Pandora Media Inc. (NYSE: P) is scheduled to release its most recent quarterly results after the markets close on Tuesday. The consensus estimates from Thomson Reuters call for a net loss of $0.16 per share and $372.78 million in revenue. In the same period of last year, the music streaming provider said it had a net loss of $0.21 per share and $376.83 million in revenue.
Overall, Pandora has outperformed the broad markets, with the stock up over 43% year to date. In the past 52 weeks though, the stock still is down 27%.

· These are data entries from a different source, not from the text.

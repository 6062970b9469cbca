//! Core types for Stockroom.
//!
//! This module provides type-safe wrappers for the product catalogue.

pub mod category;
pub mod email;
pub mod price;
pub mod product;

pub use category::{Category, CategoryError};
pub use email::{Email, EmailError};
pub use price::{Price, PriceError};
pub(crate) use price::parse_number;
pub use product::{NewProduct, Product};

There has been a rising tide for Pandora of late, and it seems to be reflected in a recent report from the Recording Industry Association of America:
Streaming music platforms accounted for almost 2/3rd of total U.S. music industry revenues in 2017, and contributed nearly all of the growth. The streaming category includes revenues from premium subscription services, streaming radio services including those revenues distributed by SoundExchange (like Pandora, SiriusXM, and other Internet radio), and ad-supported on-demand streaming services (such as YouTube, Vevo, and ad-supported Spotify).

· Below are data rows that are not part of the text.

//! Product submission validation.
//!
//! A submission is a bag of raw form strings. Each field is described once in
//! [`FIELDS`]: its wire name and a cleaning function that either writes the
//! cleaned value into a draft or reports a [`FieldError`]. Every field is
//! checked, so a rejected submission carries all of its errors at once.
//!
//! ```
//! use stockroom_core::{RawSubmission, validate};
//!
//! let raw: RawSubmission = [
//!     ("name", " Sabonete "),
//!     ("category", "higiene"),
//!     ("quantity", "10"),
//!     ("price", "12,90"),
//!     ("promotion", "yes"),
//! ]
//! .into_iter()
//! .collect();
//!
//! let product = validate(raw).unwrap();
//! assert_eq!(product.name, "Sabonete");
//! assert_eq!(product.quantity, 10);
//! assert_eq!(product.price.to_string(), "R$ 12.90");
//! assert!(product.promotion);
//! ```

use std::collections::HashMap;
use std::sync::LazyLock;

use regex::Regex;
use rust_decimal::Decimal;
use rust_decimal::prelude::ToPrimitive;

use crate::types::{Category, Email, NewProduct, Price, parse_number};

static EXPIRY_SHAPE: LazyLock<Regex> =
    LazyLock::new(|| Regex::new(r"^[0-9]{4}-[0-9]{2}-[0-9]{2}$").expect("Invalid regex"));

/// Raw form values keyed by field name.
///
/// Missing fields read as the empty string. When a key appears more than
/// once, the first value wins.
#[derive(Debug, Clone, Default, PartialEq, Eq)]
pub struct RawSubmission(HashMap<String, String>);

impl RawSubmission {
    /// The raw value of `field`, or `""` if it was not submitted.
    #[must_use]
    pub fn get(&self, field: &str) -> &str {
        self.0.get(field).map_or("", String::as_str)
    }

    /// Whether `field` was submitted at all.
    #[must_use]
    pub fn contains(&self, field: &str) -> bool {
        self.0.contains_key(field)
    }
}

impl<K, V> FromIterator<(K, V)> for RawSubmission
where
    K: Into<String>,
    V: Into<String>,
{
    fn from_iter<I: IntoIterator<Item = (K, V)>>(iter: I) -> Self {
        let mut fields = HashMap::new();
        for (key, value) in iter {
            fields.entry(key.into()).or_insert_with(|| value.into());
        }
        Self(fields)
    }
}

/// A problem with a single submitted field.
///
/// The `Display` text is the message shown next to the field in the form.
#[derive(thiserror::Error, Debug, Clone, Copy, PartialEq, Eq)]
pub enum FieldError {
    #[error("O nome do produto é obrigatório.")]
    NameRequired,
    #[error("Selecione uma categoria.")]
    CategoryRequired,
    #[error("Informe uma quantidade válida (número inteiro >= 0).")]
    InvalidQuantity,
    #[error("Informe um preço válido (ex: 12.90).")]
    InvalidPrice,
    #[error("Formato de data inválido.")]
    InvalidDate,
    #[error("E-mail do fornecedor inválido.")]
    InvalidEmail,
}

impl FieldError {
    /// Wire name of the field this error belongs to.
    #[must_use]
    pub const fn field(&self) -> &'static str {
        match self {
            Self::NameRequired => "name",
            Self::CategoryRequired => "category",
            Self::InvalidQuantity => "quantity",
            Self::InvalidPrice => "price",
            Self::InvalidDate => "expiry",
            Self::InvalidEmail => "supplierEmail",
        }
    }
}

/// Field errors keyed by wire field name, in form order.
#[derive(Debug, Clone, Default, PartialEq, Eq)]
pub struct FieldErrors(Vec<(&'static str, FieldError)>);

impl FieldErrors {
    fn insert(&mut self, error: FieldError) {
        if self.get(error.field()).is_none() {
            self.0.push((error.field(), error));
        }
    }

    /// The error for `field`, if it failed.
    #[must_use]
    pub fn get(&self, field: &str) -> Option<&FieldError> {
        self.0
            .iter()
            .find(|(name, _)| *name == field)
            .map(|(_, error)| error)
    }

    #[must_use]
    pub const fn len(&self) -> usize {
        self.0.len()
    }

    #[must_use]
    pub const fn is_empty(&self) -> bool {
        self.0.is_empty()
    }

    /// Iterate over `(field, error)` pairs in form order.
    pub fn iter(&self) -> impl Iterator<Item = (&'static str, &FieldError)> {
        self.0.iter().map(|(name, error)| (*name, error))
    }
}

/// A submission that failed validation.
///
/// Carries the raw values so the form can be shown again as the user typed it.
#[derive(thiserror::Error, Debug, Clone, PartialEq, Eq)]
#[error("submission rejected with {} invalid field(s)", errors.len())]
pub struct Rejected {
    pub errors: FieldErrors,
    pub values: RawSubmission,
}

/// Cleaned values collected while walking [`FIELDS`].
#[derive(Debug, Default)]
struct Draft {
    name: Option<String>,
    category: Option<Category>,
    quantity: Option<u64>,
    price: Option<Price>,
    expiry: Option<String>,
    supplier_email: Option<Email>,
    description: String,
    promotion: bool,
}

impl Draft {
    fn finish(self) -> Result<NewProduct, FieldError> {
        Ok(NewProduct {
            name: self.name.ok_or(FieldError::NameRequired)?,
            category: self.category.ok_or(FieldError::CategoryRequired)?,
            quantity: self.quantity.ok_or(FieldError::InvalidQuantity)?,
            price: self.price.ok_or(FieldError::InvalidPrice)?,
            expiry: self.expiry,
            supplier_email: self.supplier_email,
            description: self.description,
            promotion: self.promotion,
        })
    }
}

/// One form field: its wire name and how to clean it.
pub struct FieldSpec {
    pub name: &'static str,
    clean: fn(&str, &mut Draft) -> Result<(), FieldError>,
}

impl std::fmt::Debug for FieldSpec {
    fn fmt(&self, f: &mut std::fmt::Formatter<'_>) -> std::fmt::Result {
        f.debug_struct("FieldSpec").field("name", &self.name).finish()
    }
}

/// Every field of the product form, in display order.
pub static FIELDS: [FieldSpec; 8] = [
    FieldSpec {
        name: "name",
        clean: clean_name,
    },
    FieldSpec {
        name: "category",
        clean: clean_category,
    },
    FieldSpec {
        name: "quantity",
        clean: clean_quantity,
    },
    FieldSpec {
        name: "price",
        clean: clean_price,
    },
    FieldSpec {
        name: "expiry",
        clean: clean_expiry,
    },
    FieldSpec {
        name: "supplierEmail",
        clean: clean_supplier_email,
    },
    FieldSpec {
        name: "description",
        clean: clean_description,
    },
    FieldSpec {
        name: "promotion",
        clean: clean_promotion,
    },
];

/// Validate a raw submission.
///
/// # Errors
///
/// Returns [`Rejected`] with one entry per failing field, plus the original
/// raw values, if any field is invalid.
pub fn validate(raw: RawSubmission) -> Result<NewProduct, Rejected> {
    let mut draft = Draft::default();
    let mut errors = FieldErrors::default();

    for spec in &FIELDS {
        if let Err(error) = (spec.clean)(raw.get(spec.name), &mut draft) {
            errors.insert(error);
        }
    }

    if errors.is_empty() {
        match draft.finish() {
            Ok(product) => return Ok(product),
            Err(error) => errors.insert(error),
        }
    }

    Err(Rejected {
        errors,
        values: raw,
    })
}

fn clean_name(raw: &str, draft: &mut Draft) -> Result<(), FieldError> {
    let name = raw.trim();
    if name.is_empty() {
        return Err(FieldError::NameRequired);
    }
    draft.name = Some(name.to_string());
    Ok(())
}

fn clean_category(raw: &str, draft: &mut Draft) -> Result<(), FieldError> {
    let category = raw
        .parse::<Category>()
        .map_err(|_| FieldError::CategoryRequired)?;
    draft.category = Some(category);
    Ok(())
}

fn clean_quantity(raw: &str, draft: &mut Draft) -> Result<(), FieldError> {
    draft.quantity = Some(parse_quantity(raw).ok_or(FieldError::InvalidQuantity)?);
    Ok(())
}

/// Whole, non-negative number. `"10.0"` and `"1e2"` count as integers.
fn parse_quantity(raw: &str) -> Option<u64> {
    let trimmed = raw.trim();
    if trimmed.is_empty() {
        return None;
    }
    let number = parse_number(trimmed)?;
    if number < Decimal::ZERO || !number.fract().is_zero() {
        return None;
    }
    number.to_u64()
}

fn clean_price(raw: &str, draft: &mut Draft) -> Result<(), FieldError> {
    draft.price = Some(Price::parse(raw).map_err(|_| FieldError::InvalidPrice)?);
    Ok(())
}

fn clean_expiry(raw: &str, draft: &mut Draft) -> Result<(), FieldError> {
    if raw.is_empty() {
        return Ok(());
    }
    if !EXPIRY_SHAPE.is_match(raw) {
        return Err(FieldError::InvalidDate);
    }
    draft.expiry = Some(raw.to_string());
    Ok(())
}

fn clean_supplier_email(raw: &str, draft: &mut Draft) -> Result<(), FieldError> {
    if raw.is_empty() {
        return Ok(());
    }
    draft.supplier_email = Some(Email::parse(raw).map_err(|_| FieldError::InvalidEmail)?);
    Ok(())
}

#[allow(clippy::unnecessary_wraps)] // every cleaner shares one signature
fn clean_description(raw: &str, draft: &mut Draft) -> Result<(), FieldError> {
    draft.description = raw.trim().to_string();
    Ok(())
}

#[allow(clippy::unnecessary_wraps)] // every cleaner shares one signature
fn clean_promotion(raw: &str, draft: &mut Draft) -> Result<(), FieldError> {
    draft.promotion = raw == "yes";
    Ok(())
}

A few analysts weighed in on Pandora ahead of the report:
- Wedbush has a Buy rating and a $10 price target.
- Nomura has a Neutral rating with an $8 price target.
- Morgan Stanley has an Equal Weight rating with an $8 target.
- BMO Capital Markets has an Outperform rating and a $9 target.
- Credit Suisse has a Neutral rating with a $6 target price.
Shares of Pandora were last seen trading at $6.94, with a consensus analyst price target of $7.86 and a 52-week range of $4.09 to $9.26.